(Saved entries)
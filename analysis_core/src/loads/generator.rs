//! # Load Condition Generator
//!
//! Derives dead, live, snow, wind and equipment area loads (psf) from the
//! building geometry, the installed systems and the site parameters.
//!
//! | Load      | Formula                                              | Reference              |
//! |-----------|------------------------------------------------------|------------------------|
//! | Dead      | (frame + glazing + equipment weight) / floor area    | ASCE 7-22 Section 3.1  |
//! | Live      | 20 psf roof maintenance                              | IBC 2021 Table 1607.1  |
//! | Snow      | max(0.7·Ce·Ct·Is·pg, min(20, Is·pg))                 | ASCE 7-22 Section 7.3  |
//! | Wind      | 0.00256·V²·G·Cp·I                                    | ASCE 7-22 Chapter 26-27|
//! | Equipment | heating 2 + lighting 1 + irrigation 1 psf            | Collateral allowance   |
//!
//! Pure and deterministic: identical inputs always give identical output.
//!
//! ## Example
//!
//! ```rust
//! use analysis_core::loads::generator::snow_load_psf;
//! use analysis_core::site::{ExposureCategory, RiskCategory};
//!
//! // pf = 0.7 × 1.0 × 1.0 × 1.0 × 25 = 17.5 psf, floored at min(20, 25) = 20 psf
//! let pf = snow_load_psf(25.0, ExposureCategory::B, RiskCategory::II);
//! assert_eq!(pf, 20.0);
//! ```

use tracing::debug;

use super::{ApplicationArea, LoadCondition, LoadDirection, LoadDistribution, LoadKind, LoadUnit};
use crate::errors::AnalysisResult;
use crate::model::{GlazingType, GreenhouseModel};
use crate::site::{ExposureCategory, RiskCategory, SiteParameters};

/// Steel frame self-weight per unit floor area (psf)
pub const STEEL_FRAME_WEIGHT_PSF: f64 = 3.0;

/// Roof maintenance live load (psf), greenhouse/industrial occupancy
pub const MAINTENANCE_LIVE_LOAD_PSF: f64 = 20.0;

/// Thermal factor Ct for a heated structure
pub const SNOW_THERMAL_FACTOR: f64 = 1.0;

/// Flat roof snow load coefficient
pub const FLAT_ROOF_SNOW_COEFFICIENT: f64 = 0.7;

/// Minimum snow load cap (psf)
pub const MINIMUM_SNOW_LOAD_CAP_PSF: f64 = 20.0;

/// Velocity pressure coefficient: qz = 0.00256·V² (V in mph, qz in psf)
pub const VELOCITY_PRESSURE_COEFFICIENT: f64 = 0.00256;

/// Gust effect factor G for rigid structures
pub const GUST_FACTOR: f64 = 0.85;

/// External pressure coefficient Cp (windward wall)
pub const PRESSURE_COEFFICIENT: f64 = 0.8;

pub const HEATING_LOAD_PSF: f64 = 2.0;
pub const LIGHTING_LOAD_PSF: f64 = 1.0;
pub const IRRIGATION_LOAD_PSF: f64 = 1.0;

/// Flat-roof snow load with the minimum-load floor (psf).
///
/// ```text
/// pf = 0.7 · Ce · Ct · Is · pg
/// result = max(pf, min(20, Is · pg))
/// ```
pub fn snow_load_psf(ground_snow_psf: f64, exposure: ExposureCategory, risk: RiskCategory) -> f64 {
    let ce = exposure.snow_exposure_factor();
    let is = risk.importance_factor();
    let pf = FLAT_ROOF_SNOW_COEFFICIENT * ce * SNOW_THERMAL_FACTOR * is * ground_snow_psf;
    let minimum = MINIMUM_SNOW_LOAD_CAP_PSF.min(is * ground_snow_psf);
    pf.max(minimum)
}

/// Velocity pressure qz = 0.00256·V² (psf)
pub fn velocity_pressure_psf(wind_speed_mph: f64) -> f64 {
    VELOCITY_PRESSURE_COEFFICIENT * wind_speed_mph.powi(2)
}

/// Design wind pressure p = qz·G·Cp·I (psf)
///
/// ```rust
/// use analysis_core::loads::generator::wind_load_psf;
/// use analysis_core::site::RiskCategory;
///
/// let p = wind_load_psf(115.0, RiskCategory::II);
/// assert!((p - 23.02).abs() < 0.01);
/// ```
pub fn wind_load_psf(wind_speed_mph: f64, risk: RiskCategory) -> f64 {
    velocity_pressure_psf(wind_speed_mph) * GUST_FACTOR * PRESSURE_COEFFICIENT * risk.importance_factor()
}

/// Equipment load from installed systems (psf). Lighting is always present.
pub fn equipment_load_psf(heating: bool, irrigation: bool) -> f64 {
    let mut total = LIGHTING_LOAD_PSF;
    if heating {
        total += HEATING_LOAD_PSF;
    }
    if irrigation {
        total += IRRIGATION_LOAD_PSF;
    }
    total
}

/// Generate the full list of load conditions for one analysis run.
///
/// Fails only if the model's glazing type is unsupported; geometry is
/// expected to have passed [`GreenhouseModel::validate`].
pub fn generate_load_conditions(
    model: &GreenhouseModel,
    site: &SiteParameters,
) -> AnalysisResult<Vec<LoadCondition>> {
    let glazing: GlazingType = model.glazing_type.parse()?;
    let dims = &model.dimensions;
    let floor_area = model.floor_area_ft2();
    let area = ApplicationArea::full(dims.length_ft, dims.width_ft);
    let importance = site.risk_category.importance_factor();

    let mut conditions = Vec::with_capacity(5);

    // Dead
    let structure_weight = floor_area * STEEL_FRAME_WEIGHT_PSF;
    let glazed_area = dims.roof_area_ft2() + dims.wall_area_ft2();
    let glazing_weight = glazed_area * glazing.weight_psf();
    let equipment_weight = model.equipment_weight_lb;
    let dead = (structure_weight + glazing_weight + equipment_weight) / floor_area;
    conditions.push(LoadCondition {
        kind: LoadKind::Dead,
        magnitude: dead,
        unit: LoadUnit::Psf,
        direction: LoadDirection::Gravity,
        distribution: LoadDistribution::Uniform,
        area,
        load_factor: 1.0,
        importance_factor: 1.0,
        duration_factor: LoadKind::Dead.duration_factor(),
        code_reference: "ASCE 7-22 Section 3.1".to_string(),
        calculation: format!(
            "D = (frame {:.0} lb + glazing {:.0} lb [{:.0} ft² x {:.1} psf] + equipment {:.0} lb) / {:.0} ft² = {:.2} psf",
            structure_weight,
            glazing_weight,
            glazed_area,
            glazing.weight_psf(),
            equipment_weight,
            floor_area,
            dead
        ),
    });

    // Live
    conditions.push(LoadCondition {
        kind: LoadKind::Live,
        magnitude: MAINTENANCE_LIVE_LOAD_PSF,
        unit: LoadUnit::Psf,
        direction: LoadDirection::Gravity,
        distribution: LoadDistribution::Uniform,
        area,
        load_factor: 1.0,
        importance_factor: 1.0,
        duration_factor: LoadKind::Live.duration_factor(),
        code_reference: "IBC 2021 Table 1607.1 (roof maintenance)".to_string(),
        calculation: format!("L = {:.1} psf maintenance load", MAINTENANCE_LIVE_LOAD_PSF),
    });

    // Snow
    let pg = site.ground_snow_load_psf;
    let ce = site.exposure_category.snow_exposure_factor();
    let pf_raw = FLAT_ROOF_SNOW_COEFFICIENT * ce * SNOW_THERMAL_FACTOR * importance * pg;
    let snow = snow_load_psf(pg, site.exposure_category, site.risk_category);
    conditions.push(LoadCondition {
        kind: LoadKind::Snow,
        magnitude: snow,
        unit: LoadUnit::Psf,
        direction: LoadDirection::Gravity,
        distribution: LoadDistribution::Uniform,
        area,
        load_factor: 1.0,
        importance_factor: importance,
        duration_factor: LoadKind::Snow.duration_factor(),
        code_reference: "ASCE 7-22 Section 7.3".to_string(),
        calculation: format!(
            "pf = 0.7 x Ce({:.2}) x Ct({:.2}) x Is({:.2}) x pg({:.1}) = {:.2} psf; min = min(20, Is x pg) = {:.2} psf; S = {:.2} psf",
            ce,
            SNOW_THERMAL_FACTOR,
            importance,
            pg,
            pf_raw,
            MINIMUM_SNOW_LOAD_CAP_PSF.min(importance * pg),
            snow
        ),
    });

    // Wind
    let v = site.basic_wind_speed_mph;
    let qz = velocity_pressure_psf(v);
    let wind = wind_load_psf(v, site.risk_category);
    conditions.push(LoadCondition {
        kind: LoadKind::Wind,
        magnitude: wind,
        unit: LoadUnit::Psf,
        direction: LoadDirection::Lateral,
        distribution: LoadDistribution::Uniform,
        area,
        load_factor: 1.0,
        importance_factor: importance,
        duration_factor: LoadKind::Wind.duration_factor(),
        code_reference: "ASCE 7-22 Chapters 26-27".to_string(),
        calculation: format!(
            "qz = 0.00256 x {:.0}² = {:.3} psf; p = qz x G({:.2}) x Cp({:.2}) x I({:.2}) = {:.2} psf",
            v, qz, GUST_FACTOR, PRESSURE_COEFFICIENT, importance, wind
        ),
    });

    // Equipment
    let equipment = equipment_load_psf(model.systems.heating, model.systems.irrigation);
    if equipment > 0.0 {
        conditions.push(LoadCondition {
            kind: LoadKind::Equipment,
            magnitude: equipment,
            unit: LoadUnit::Psf,
            direction: LoadDirection::Gravity,
            distribution: LoadDistribution::Uniform,
            area,
            load_factor: 1.0,
            importance_factor: 1.0,
            duration_factor: LoadKind::Equipment.duration_factor(),
            code_reference: "Collateral load allowance (ASCE 7-22 Section 3.1.1)".to_string(),
            calculation: format!(
                "Eq = heating {:.1} + lighting {:.1} + irrigation {:.1} = {:.1} psf",
                if model.systems.heating { HEATING_LOAD_PSF } else { 0.0 },
                LIGHTING_LOAD_PSF,
                if model.systems.irrigation { IRRIGATION_LOAD_PSF } else { 0.0 },
                equipment
            ),
        });
    }

    debug!(
        model = %model.name,
        dead, snow, wind, equipment,
        "generated load conditions"
    );

    Ok(conditions)
}

#[cfg(test)]
mod tests {
    use super::*;
    use crate::loads::total_by_kind;
    use crate::model::{Dimensions, InstalledSystems};

    fn model(glazing: &str, systems: InstalledSystems) -> GreenhouseModel {
        GreenhouseModel {
            name: "Loads".to_string(),
            structure_type: "gable".to_string(),
            glazing_type: glazing.to_string(),
            dimensions: Dimensions {
                length_ft: 100.0,
                width_ft: 30.0,
                eave_height_ft: 10.0,
                ridge_height_ft: 10.0,
            },
            bay_spacing_ft: 6.0,
            frame_components: Vec::new(),
            systems,
            equipment_weight_lb: 0.0,
        }
    }

    #[test]
    fn test_snow_load_floor_governs() {
        assert_eq!(snow_load_psf(25.0, ExposureCategory::B, RiskCategory::II), 20.0);
    }

    #[test]
    fn test_snow_load_formula_governs() {
        // pf = 0.7 × 1.2 × 1.0 × 1.1 × 40 = 36.96; floor = 20
        let pf = snow_load_psf(40.0, ExposureCategory::C, RiskCategory::III);
        assert!((pf - 36.96).abs() < 1e-9);
    }

    #[test]
    fn test_snow_load_light_site() {
        // pg = 10: pf = 7.0, floor = min(20, 10) = 10
        assert_eq!(snow_load_psf(10.0, ExposureCategory::A, RiskCategory::II), 10.0);
        assert_eq!(snow_load_psf(0.0, ExposureCategory::D, RiskCategory::IV), 0.0);
    }

    #[test]
    fn test_wind_load_formula() {
        let qz = velocity_pressure_psf(115.0);
        assert!((qz - 33.856).abs() < 1e-9);
        let p = wind_load_psf(115.0, RiskCategory::II);
        assert!((p - 23.02).abs() < 0.01, "p = {}", p);
    }

    #[test]
    fn test_equipment_load() {
        assert_eq!(equipment_load_psf(true, true), 4.0);
        assert_eq!(equipment_load_psf(false, false), 1.0);
        assert_eq!(equipment_load_psf(true, false), 3.0);
    }

    #[test]
    fn test_dead_load_flat_roof_polycarbonate() {
        let m = model("polycarbonate", InstalledSystems::default());
        let loads = generate_load_conditions(&m, &SiteParameters::default()).unwrap();
        // Flat roof: roof area = floor area = 3000 ft², wall area = 2·130·10 = 2600 ft²
        // D = (3000·3 + 5600·1.2) / 3000 = 5.24 psf
        let dead = total_by_kind(&loads, LoadKind::Dead);
        assert!((dead - 5.24).abs() < 1e-9, "D = {}", dead);
    }

    #[test]
    fn test_glass_is_heavier_than_film() {
        let site = SiteParameters::default();
        let glass = generate_load_conditions(&model("tempered_glass", InstalledSystems::default()), &site).unwrap();
        let film = generate_load_conditions(&model("film", InstalledSystems::default()), &site).unwrap();
        assert!(total_by_kind(&glass, LoadKind::Dead) > total_by_kind(&film, LoadKind::Dead));
    }

    #[test]
    fn test_all_kinds_generated_with_traces() {
        let systems = InstalledSystems {
            heating: true,
            irrigation: true,
            lighting: true,
        };
        let loads = generate_load_conditions(&model("acrylic", systems), &SiteParameters::default()).unwrap();
        let kinds: Vec<LoadKind> = loads.iter().map(|l| l.kind).collect();
        assert_eq!(
            kinds,
            vec![LoadKind::Dead, LoadKind::Live, LoadKind::Snow, LoadKind::Wind, LoadKind::Equipment]
        );
        assert!(loads.iter().all(|l| !l.calculation.is_empty() && !l.code_reference.is_empty()));
        assert_eq!(total_by_kind(&loads, LoadKind::Live), 20.0);
        assert_eq!(total_by_kind(&loads, LoadKind::Equipment), 4.0);
    }

    #[test]
    fn test_deterministic() {
        let m = model("polycarbonate", InstalledSystems::default());
        let site = SiteParameters::default();
        let a = generate_load_conditions(&m, &site).unwrap();
        let b = generate_load_conditions(&m, &site).unwrap();
        assert_eq!(a, b);
    }

    #[test]
    fn test_unknown_glazing_rejected() {
        let m = model("bubble_wrap", InstalledSystems::default());
        assert!(generate_load_conditions(&m, &SiteParameters::default()).is_err());
    }
}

PROMPT — Note each line above that contains "ApplicationArea" and copy it out.

ANSWER FOR THIS EXERCISE —
use super::{ApplicationArea, LoadCondition, LoadDirection, LoadDistribution, LoadKind, LoadUnit};
    let area = ApplicationArea::full(dims.length_ft, dims.width_ft);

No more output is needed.